A resolução do CFM (Conselho Federal de Medicina) proibindo o bloqueio hormonal para mudança de gênero em crianças e adolescentes e aumentando a idade mínima para cirurgias de transição não vale para quem já usa as terapias. O conselho justifica a publicação por suposto aumento da “destransição”, mas não apresenta dados que comprovem crescimento.
O texto ainda precisa ser publicado no Diário Oficial. Em seu artigo 10, ele diz que seus efeitos não são retroativos.

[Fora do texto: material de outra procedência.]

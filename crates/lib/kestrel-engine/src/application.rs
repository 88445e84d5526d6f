use winit::dpi::PhysicalSize;
use winit::event::{Event, WindowEvent};
use winit::event_loop::{ControlFlow, EventLoop};
use winit::window::{Window, WindowBuilder};

use kestrel_fg::FrameGraph;
use kestrel_render::{Renderer, RendererConfig};

pub struct ApplicationConfig {
    pub application_name: String,
    pub window_title: String,
    pub window_extent: [u32; 2],
    pub enable_vsync: bool,
}

impl Default for ApplicationConfig {
    fn default() -> Self {
        Self {
            application_name: String::from("Kestrel"),
            window_title: String::from("Kestrel"),
            window_extent: [1280, 720],
            enable_vsync: true,
        }
    }
}

type BuildFrameFn = Box<dyn FnMut(&mut FrameGraph)>;

/// Top-level composition: the window, the renderer and the user's frame
/// builder callback, driven by the window's event loop.
pub struct Application {
    event_loop: Option<EventLoop<()>>,
    window: Window,
    renderer: Option<Renderer>,
    build_frame: Option<BuildFrameFn>,
}

impl Application {
    pub fn new(config: ApplicationConfig) -> anyhow::Result<Self> {
        let event_loop = EventLoop::new();

        // swapchain recreation on resize is not supported, keep the
        // window extent fixed
        let window = WindowBuilder::new()
            .with_title(config.window_title.as_str())
            .with_inner_size(PhysicalSize::new(
                config.window_extent[0],
                config.window_extent[1],
            ))
            .with_resizable(false)
            .build(&event_loop)?;

        let renderer = Renderer::new(
            RendererConfig {
                application_name: config.application_name,
                enable_vsync: config.enable_vsync,
            },
            &window,
        )?;

        Ok(Self {
            event_loop: Some(event_loop),
            window,
            renderer: Some(renderer),
            build_frame: None,
        })
    }

    pub fn window(&self) -> &Window {
        &self.window
    }

    /// Register the callback that repopulates the frame graph registry.
    /// It is invoked under the framegraph mutex once per event loop tick.
    pub fn set_build_frame(&mut self, build_frame: impl FnMut(&mut FrameGraph) + 'static) {
        self.build_frame = Some(Box::new(build_frame));
    }

    /// Run the event loop until the window closes. The render thread is
    /// joined and the device drained on the way out.
    pub fn run(mut self) -> ! {
        let event_loop = self.event_loop.take().unwrap();

        event_loop.run(move |event, _, control_flow| {
            *control_flow = ControlFlow::Poll;

            match event {
                Event::WindowEvent {
                    event: WindowEvent::CloseRequested,
                    ..
                } => {
                    *control_flow = ControlFlow::Exit;
                }
                Event::MainEventsCleared => {
                    self.render_frame();
                }
                Event::LoopDestroyed => {
                    log::info!("Window closed, shutting down renderer");
                    // dropping the renderer stops and joins the render
                    // thread, then waits for the device to go idle
                    self.renderer.take();
                }
                _ => {}
            }
        })
    }

    fn render_frame(&mut self) {
        if let (Some(renderer), Some(build_frame)) = (&self.renderer, &mut self.build_frame) {
            renderer.render_frame(build_frame.as_mut());
        }
    }
}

A vedação à prescrição de bloqueadores hormonais, que interrompem a produção de hormônios sexuais, não se aplica a casos de puberdade precoce ou outras doenças endócrinas, somente àqueles envolvendo crianças e adolescentes transexuais.
Na justificativa para a nova resolução, os conselheiros relatores, Bruno Leandro de Souza e Raphael Câmara Medeiros Parente, dizem que a transição de gênero é realizada, em tese, para melhorar o bem-estar de pessoas que sofrem de disforia, sofrimento por não estar no corpo adequado à identidade de gênero.
Contudo, seguem, “alguns [estudos] têm argumentado que as evidências que apoiam intervenções médicas para transição de gênero (por exemplo, terapias hormonais e cirurgia) são fracas e inconclusivas, e um número crescente de pessoas se apresentou recentemente para compartilhar suas experiências de arrependimento de transição e destransição”.
O CFM diz que tais dados são incipientes, mas ser estimado que hoje a descontinuação do tratamento ocorra em 2% a 25% dos casos.
Uma meta-análise de 2021 que avaliou os resultados de 27 estudos científicos que mediram o grau de arrependimento de cerca de 8.000 transgêneros homens e mulheres mostrou que menos de 1% se arrependiam de procedimentos como os exemplificados no documento do CFM.
A resolução afirma que pesquisas recentes –uma realizada na Finlândia, em 2024, e outra online com canadenses e americanos, em 2023–, mostram maior arrependimento entre os jovens em relação a outras faixas etárias.
Noutra parte, a conselho traz outro artigo, de 2008, segundo o qual boa parte das pessoas que recebem diagnóstico de disforia de gênero na primeira infância aceitam seu sexo de nascimento através do curso natural da puberdade. “Muitas dessas crianças tornaram-se adultos gays ou lésbicas”, diz o texto.
O conselho afirma que a maioria dos riscos físicos associados aos bloqueadores de puberdade, medicamentos que atrasam ou interrompem o desenvolvimento da puberdade, podem ser controlados, e elenca alguns.
“A exposição aos hormônios sexuais é importante para a resistência óssea, para crescimento adequado e desenvolvimento de órgãos sexuais. Consequentemente, a densidade óssea reduzida, a altura alterada e a fertilidade reduzida podem ocorrer”.
O documento também diz que atualmente a discussão sobre o bloqueio hormonal se concentra em danos subjetivos, particularmente o arrependimento e a possibilidade de que os jovens possam mais tarde retornar à sua identidade de gênero atribuída ao nascer.
O CFM, então, declara não haver comprovação científica suficiente para afirmar que o uso de bloqueadores não afetaria uma possível reversão em caso de arrependimento. Segundo a entidade, essa dúvida fez países de viés claramente liberal em questões de costumes proibirem ou restringirem a terapia. São citados Suécia, Noruega, Finlândia e Inglaterra.
Questionado pela Folha na manhã deste sábado, o ministro da Saúde Alexandre Padilha se negou a comentar sobre o tema, uma vez que a resolução ainda não foi publica no Diário Oficial.